The book is also about the hope they both had in the 1960s. That’s the love story, but it’s also about their love story which didn’t begin until after the decade had ended. I appreciate Doris Kearns Goodwin’s writing. It’s easy to understand and she catches the reader up with the hope the decade began and the tragedy with how it ended.
While the book is about the 1960s, it also contains wisdom which our world needs today. I recommend it.
Amy Leach, The Salt of the Universe: Praise, Songs, and Improvisations

(New York: Farrar, Straus and Giroux, 2024), 221 pages.
This is the second book I read by Amy Leach. In 2013, I read her book, Things That Are. Then, in 2014, she was a presenter at the Calvin Festrival of Faith and Writing. As her first book focused on nature, I arranged her to make a presentation for Pierce Cedar Creek Institute on nature and literature. Having found her first book delightful, when I saw this book, I picked it up and thoroughly enjoyed it. Leach creates wonderful essays by pulling dissimilar things and ideas and mixing them together.

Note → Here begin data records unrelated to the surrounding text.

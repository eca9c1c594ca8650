pub mod commands;
pub mod handlers;
pub mod utils;
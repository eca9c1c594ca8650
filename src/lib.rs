pub mod cli;
pub mod collect;
pub mod config;
pub mod layout;
pub mod ssh;

#[cfg(test)]
pub(crate) mod testing;
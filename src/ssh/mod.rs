// Module declarations
pub mod keys;
pub mod session;

use anyhow::Result;
use async_trait::async_trait;
use russh::keys::PrivateKey;
use std::path::{Path, PathBuf};
use std::sync::Arc;

pub use keys::{parse_private_key, read_key_material, resolve_key, KeyError, KeyFormat, KeySource};
pub use session::{RemoteSession, SshConnector};

/// Where the next hop connects from.
///
/// `Root` dials from the local network stack, `Tunneled` opens a
/// `direct-tcpip` channel through an already authenticated session.
pub enum Hop<'a, S> {
    Root,
    Tunneled(&'a S),
}

impl<S> Clone for Hop<'_, S> {
    fn clone(&self) -> Self {
        *self
    }
}

impl<S> Copy for Hop<'_, S> {}

impl<'a, S: RemoteHost> Hop<'a, S> {
    /// Human readable description used in status lines
    pub fn describe(&self) -> String {
        match self {
            Hop::Root => "local host".to_string(),
            Hop::Tunneled(parent) => format!("tunnel via {}", parent.host()),
        }
    }
}

/// Credentials presented to a hop
#[derive(Clone)]
pub enum Auth {
    Password { username: String, password: String },
    Key { username: String, key: Arc<PrivateKey> },
}

impl Auth {
    pub fn username(&self) -> &str {
        match self {
            Auth::Password { username, .. } | Auth::Key { username, .. } => username,
        }
    }

    pub fn method(&self) -> &'static str {
        match self {
            Auth::Password { .. } => "password",
            Auth::Key { .. } => "publickey",
        }
    }
}

impl std::fmt::Debug for Auth {
    fn fmt(&self, f: &mut std::fmt::Formatter<'_>) -> std::fmt::Result {
        f.debug_struct("Auth")
            .field("username", &self.username())
            .field("method", &self.method())
            .finish()
    }
}

/// Captured result of a single remote command
#[derive(Debug, Clone, Default, PartialEq, Eq)]
pub struct CommandOutput {
    pub exit_status: u32,
    pub stdout: String,
    pub stderr: String,
}

impl CommandOutput {
    pub fn success(&self) -> bool {
        self.exit_status == 0
    }

    /// Standard output with surrounding whitespace removed
    pub fn trimmed(&self) -> &str {
        self.stdout.trim()
    }
}

/// An authenticated session to one hop.
#[async_trait]
pub trait RemoteHost: Send + Sync {
    /// Host name or address this session is connected to
    fn host(&self) -> &str;

    /// Run one command and wait for it to exit
    async fn exec(&self, command: &str) -> Result<CommandOutput>;

    /// Read a remote file over SFTP
    async fn read_file(&self, remote_path: &str) -> Result<Vec<u8>>;

    /// Copy a remote file into `local_dir`, keeping its modification time.
    /// Returns the local path written.
    async fn download(&self, remote_path: &str, local_dir: &Path) -> Result<PathBuf>;

    /// Tear down the session. Called exactly once by the scope that opened it.
    async fn close(&self);
}

/// Builds sessions, either directly or through a parent session.
#[async_trait]
pub trait Connector: Send + Sync {
    type Session: RemoteHost;

    async fn connect(
        &self,
        hop: Hop<'_, Self::Session>,
        target: &str,
        auth: &Auth,
    ) -> Result<Self::Session>;
}
// Module declarations
pub mod collector;
pub mod fetcher;
pub mod logtypes;
pub mod run;
pub mod topology;
pub mod types;

// Re-export types for convenience
pub use collector::ClusterCollector;
pub use logtypes::{HostClass, LogSelection, LogType};
pub use run::{CollectionRun, ErrorPolicy, RunOptions, RunPlan};
pub use topology::{BladeEndpoint, ControllerEndpoint, ControllerRole, Topology};
pub use types::{ClusterReport, ClusterStatus, HostReport, RunMetadata, RunReport};

/// Fatal precondition failures. Any of these aborts the cluster being processed.
#[derive(Debug, thiserror::Error)]
pub enum CollectError {
    #[error("No clusters specified")]
    NoClusters,

    #[error("No log types specified")]
    NoLogTypes,

    #[error("Invalid cluster name '{0}'")]
    InvalidClusterName(String),

    #[error("Master controller index of {cluster} should be 1 or 2, but is '{value}'")]
    InvalidMasterIndex { cluster: String, value: String },

    #[error("Address of controller {role} of {cluster} is empty")]
    EmptyAddress { cluster: String, role: ControllerRole },

    #[error("Blade list from {host} is empty")]
    EmptyBladeList { host: String },

    #[error("Invalid blade entry '{entry}' from {host}")]
    InvalidBlade { host: String, entry: String },

    #[error("Command '{command}' failed on {host} with exit status {status}: {stderr}")]
    CommandFailed {
        host: String,
        command: String,
        status: u32,
        stderr: String,
    },
}
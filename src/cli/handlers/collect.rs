use anyhow::{anyhow, bail, Result};
use std::io;
use std::process::ExitCode;
use tracing::info;

use crate::cli::commands::Cli;
use crate::collect::{CollectionRun, LogSelection, RunOptions, RunReport};
use crate::config::SshConfig;
use crate::ssh::SshConnector;

/// Build run options from parsed arguments. Fails when no cluster was given.
pub fn run_options(cli: &Cli) -> Result<RunOptions> {
    let Some(clusters) = cli.clusters.clone() else {
        bail!("Missing --clusters: give at least one cluster, e.g. --clusters c01,c02");
    };

    Ok(RunOptions {
        clusters,
        selection: LogSelection::new(cli.logtypes.iter().copied()),
        num: cli.num as usize,
        dir_prefix: cli.dir_prefix.clone().unwrap_or_default(),
        error_policy: cli.error_policy(),
    })
}

/// Run the collection. Once the output directory exists every outcome is
/// reported on stdout, ending in `logdir = <path>`, and only the exit code
/// distinguishes success from failure.
pub async fn handle_collect_command(cli: Cli) -> Result<ExitCode> {
    let options = run_options(&cli)?;
    let ssh = SshConfig::from_env().map_err(|e| anyhow!(e))?;
    info!(
        "Starting log collection as {} (blades as {})",
        ssh.username, ssh.blade_username
    );

    let connector = SshConnector::new(ssh.port);
    let run = CollectionRun::new(connector, ssh, options);
    let plan = run.prepare()?;

    let result = run.execute(&plan, &mut io::stdout()).await;
    if run_succeeded(&result) {
        Ok(ExitCode::SUCCESS)
    } else {
        Ok(ExitCode::FAILURE)
    }
}

/// False when the run aborted or any cluster failed
pub fn run_succeeded(result: &Result<RunReport>) -> bool {
    matches!(result, Ok(report) if report.failed_clusters().is_empty())
}

#[cfg(test)]
mod tests {
    use super::*;
    use crate::collect::types::CollectionStats;
    use crate::collect::{ClusterReport, ErrorPolicy, LogType, RunMetadata};
    use clap::Parser;
    use std::path::PathBuf;

    fn report(clusters: Vec<ClusterReport>) -> RunReport {
        RunReport {
            metadata: RunMetadata {
                collection_timestamp: "2024-01-30T17:00:37+00:00".to_string(),
                tool_version: "0.1.0".to_string(),
                clusters: clusters.iter().map(|c| c.cluster.clone()).collect(),
                log_types: vec!["middleware".to_string()],
                files_per_category: 3,
                output_directory: "c01_2024-01-30-T17-00-37".to_string(),
            },
            clusters,
            stats: CollectionStats::default(),
        }
    }

    #[test]
    fn test_run_succeeded_only_when_every_cluster_was_collected() {
        assert!(run_succeeded(&Ok(report(vec![ClusterReport::new("c01")]))));

        let partial = report(vec![
            ClusterReport::failed("c01", &anyhow!("Connection refused: c01")),
            ClusterReport::new("c02"),
        ]);
        assert!(!run_succeeded(&Ok(partial)));

        assert!(!run_succeeded(&Err(anyhow!("Collection of cluster c01 failed"))));
    }

    #[test]
    fn test_run_options_from_arguments() {
        let cli = Cli::try_parse_from([
            "logpilot",
            "-c",
            "c01,,c01",
            "-l",
            "system,system_blades",
            "-n",
            "5",
        ])
        .unwrap();

        let options = run_options(&cli).unwrap();
        assert_eq!(options.clusters, vec!["c01", "", "c01"]);
        assert!(options.selection.contains(LogType::System));
        assert!(options.selection.contains(LogType::SystemBlades));
        assert_eq!(options.num, 5);
        assert_eq!(options.dir_prefix, PathBuf::new());
        assert_eq!(options.error_policy, ErrorPolicy::Abort);
    }

    #[test]
    fn test_missing_clusters_is_an_error() {
        let cli = Cli::try_parse_from(["logpilot"]).unwrap();
        let err = run_options(&cli).unwrap_err();
        assert!(err.to_string().contains("--clusters"));
    }
}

Much of The Salt of the Universe comes from Leach’s background. She grew up in Texas as a member of the 7th Day Adventist Church. She attended 7th Day Adventist camps and college and have worked on their mission field. While she has moved away from the church’s teachings, she remains a vegetarian. This is not because of the teachings of Ellen White, who I learned in reading this book helped solidify the church’s position. Leach draws on scripture and especially Peter’s vision in Joppa to question the church’s fundamentalist view against eating meat. She also challenges the church’s position on supporting the community over against the individual. Quoting a church president who said, “the individual is nothing,” Leach insists the opposite is true. “The institution is nothing; individual is everything.”
Her writings encourage her readers to take notice of the world, its wonder and awe. She draws on all her interests to create these essays. As a classical trained musician, she pulls music into her stories. She is obviously well read, drawing on diverse authors from Shakespeare to Jim Harrison, from the Hindu poet Tagore to her favorite poet, Emily Dickerson, and dozens of others. She is also a keen observer of the natural world. Her weirdly mixed concepts that are often dissimilar create delightful essays.